Keep only those lines of the records that include the string "DateTime".

□ □ □ □ □

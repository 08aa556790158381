use crate::executors::{RemoteError, RemoteExecutor};
use apbench_analysis::{generate_statistics, Summary, SUMMARY_DECIMALS};
use chrono::{DateTime, Utc};
use parking_lot::{Condvar, Mutex};
use std::{
    fs::{self, File},
    io,
    path::{Path, PathBuf},
    sync::Arc,
    thread::{self, JoinHandle},
    time::{Duration, Instant},
};
use thiserror::Error;
use tracing::{debug, info, warn};

const MEMINFO_TIMEOUT: Duration = Duration::from_secs(30);
const KIB_PER_MIB: f64 = 1024.0;
pub const MONITOR_HEADER: [&str; 7] = [
    "timestamp",
    "total_mib",
    "free_mib",
    "used_mib",
    "buffers_mib",
    "cached_mib",
    "swap_used_mib",
];

#[derive(Error, Debug)]
pub enum MonitorError {
    #[error("Failed to create memory monitor output {path}")]
    Io { path: PathBuf, source: io::Error },
    #[error("Failed to write memory sample")]
    Csv(#[from] csv::Error),
    #[error("Failed to spawn the memory monitor thread")]
    Spawn(#[source] io::Error),
    #[error("Memory monitor thread panicked")]
    Panicked,
    #[error("Failed to read /proc/meminfo")]
    Remote(#[from] RemoteError),
    #[error("/proc/meminfo lacks {0}")]
    MissingField(&'static str),
}

/// Cooperative stop signal shared between a worker thread and its owner
#[derive(Debug, Clone, Default)]
pub struct CancellationToken(Arc<(Mutex<bool>, Condvar)>);

impl CancellationToken {
    pub fn new() -> Self {
        Self::default()
    }

    pub fn cancel(&self) {
        let (cancelled, condvar) = &*self.0;
        *cancelled.lock() = true;
        condvar.notify_all();
    }

    pub fn is_cancelled(&self) -> bool {
        *self.0 .0.lock()
    }

    /// Sleep for `timeout` unless cancelled first, returns whether it was cancelled
    pub fn wait(&self, timeout: Duration) -> bool {
        let (cancelled, condvar) = &*self.0;
        let deadline = Instant::now().checked_add(timeout);
        let mut guard = cancelled.lock();

        while !*guard {
            match deadline {
                Some(deadline) => {
                    if condvar.wait_until(&mut guard, deadline).timed_out() {
                        break;
                    }
                }
                // too far out to represent, only a cancel ends the wait
                None => condvar.wait(&mut guard),
            }
        }

        *guard
    }
}

/// One poll of the appliance memory, all values in MiB
#[derive(Debug, Clone, PartialEq)]
pub struct MemorySample {
    pub timestamp: DateTime<Utc>,
    pub total: f64,
    pub free: f64,
    pub used: f64,
    pub buffers: f64,
    pub cached: f64,
    pub swap_used: f64,
}

impl MemorySample {
    /// Decode `/proc/meminfo`, used memory excludes buffers and page cache
    pub fn parse(meminfo: &str, timestamp: DateTime<Utc>) -> Result<Self, MonitorError> {
        let field = |name: &'static str| -> Result<f64, MonitorError> {
            meminfo
                .lines()
                .find_map(|line| {
                    let (key, value) = line.split_once(':')?;
                    if key.trim() != name {
                        return None;
                    }
                    value.split_whitespace().next()?.parse::<f64>().ok()
                })
                .map(|kib| kib / KIB_PER_MIB)
                .ok_or(MonitorError::MissingField(name))
        };

        let total = field("MemTotal")?;
        let free = field("MemFree")?;
        let buffers = field("Buffers")?;
        let cached = field("Cached")?;
        let swap_used = field("SwapTotal")? - field("SwapFree")?;

        Ok(Self {
            timestamp,
            total,
            free,
            used: total - free - buffers - cached,
            buffers,
            cached,
            swap_used,
        })
    }

    fn record(&self) -> [String; 7] {
        [
            self.timestamp.to_rfc3339(),
            format!("{:.2}", self.total),
            format!("{:.2}", self.free),
            format!("{:.2}", self.used),
            format!("{:.2}", self.buffers),
            format!("{:.2}", self.cached),
            format!("{:.2}", self.swap_used),
        ]
    }
}

/// What a monitor saw over its lifetime
#[derive(Debug, Clone)]
pub struct MonitorReport {
    pub samples: Vec<MemorySample>,
    pub used: Summary,
}

fn poll(executor: &impl RemoteExecutor) -> Result<MemorySample, MonitorError> {
    let output = executor.run_checked("cat /proc/meminfo", Some(MEMINFO_TIMEOUT))?;

    MemorySample::parse(&output.output, Utc::now())
}

/// Handle of a running memory monitor thread
#[derive(Debug)]
pub struct MemoryMonitor {
    token: CancellationToken,
    samples: Arc<Mutex<Vec<MemorySample>>>,
    handle: JoinHandle<Result<(), MonitorError>>,
    path: PathBuf,
}

impl MemoryMonitor {
    /// Start polling every `interval`, writing one CSV row per sample to `path`
    pub fn start<E>(
        executor: Arc<E>,
        interval: Duration,
        path: &Path,
    ) -> Result<Self, MonitorError>
    where
        E: RemoteExecutor + Send + Sync + 'static,
    {
        let io_error = |source| MonitorError::Io {
            path: path.to_path_buf(),
            source,
        };

        if let Some(parent) = path.parent() {
            fs::create_dir_all(parent).map_err(io_error)?;
        }
        let mut writer = csv::Writer::from_writer(File::create(path).map_err(io_error)?);
        writer.write_record(MONITOR_HEADER)?;
        writer.flush().map_err(io_error)?;

        let token = CancellationToken::new();
        let samples = Arc::new(Mutex::new(Vec::new()));

        let handle = {
            let token = token.clone();
            let samples = samples.clone();

            thread::Builder::new()
                .name("memory-monitor".to_owned())
                .spawn(move || -> Result<(), MonitorError> {
                    debug!("Memory monitor polling every {interval:?}");

                    loop {
                        match poll(&executor) {
                            Ok(sample) => {
                                writer.write_record(sample.record())?;
                                writer.flush().map_err(|error| MonitorError::Csv(error.into()))?;
                                samples.lock().push(sample);
                            }
                            // a missed poll is a gap in the graph, not a failed workload
                            Err(error) => warn!(error = ?error, "Memory poll failed"),
                        }

                        if token.wait(interval) {
                            break;
                        }
                    }

                    Ok(())
                })
                .map_err(MonitorError::Spawn)?
        };

        info!("Memory monitor writing to {}", path.display());

        Ok(Self {
            token,
            samples,
            handle,
            path: path.to_path_buf(),
        })
    }

    pub fn path(&self) -> &Path {
        &self.path
    }

    /// samples collected so far
    pub fn samples(&self) -> Vec<MemorySample> {
        self.samples.lock().clone()
    }

    /// Signal the thread, wait for it and summarize the used memory
    pub fn stop(self) -> Result<MonitorReport, MonitorError> {
        self.token.cancel();
        self.handle.join().map_err(|_| MonitorError::Panicked)??;

        let samples = std::mem::take(&mut *self.samples.lock());
        let used: Vec<f64> = samples.iter().map(|sample| sample.used).collect();
        let summary = generate_statistics(&used, SUMMARY_DECIMALS);

        info!(
            samples = samples.len(),
            "Used memory MiB (min/avg/med/max/stddev/90/99): {}",
            summary.log_line()
        );

        Ok(MonitorReport {
            samples,
            used: summary,
        })
    }
}

#[cfg(test)]
mod monitor_test;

□ □ □ □ □

• **Exercise answer**:
use chrono::{DateTime, Utc};
    pub timestamp: DateTime<Utc>,
    pub fn parse(meminfo: &str, timestamp: DateTime<Utc>) -> Result<Self, MonitorError> {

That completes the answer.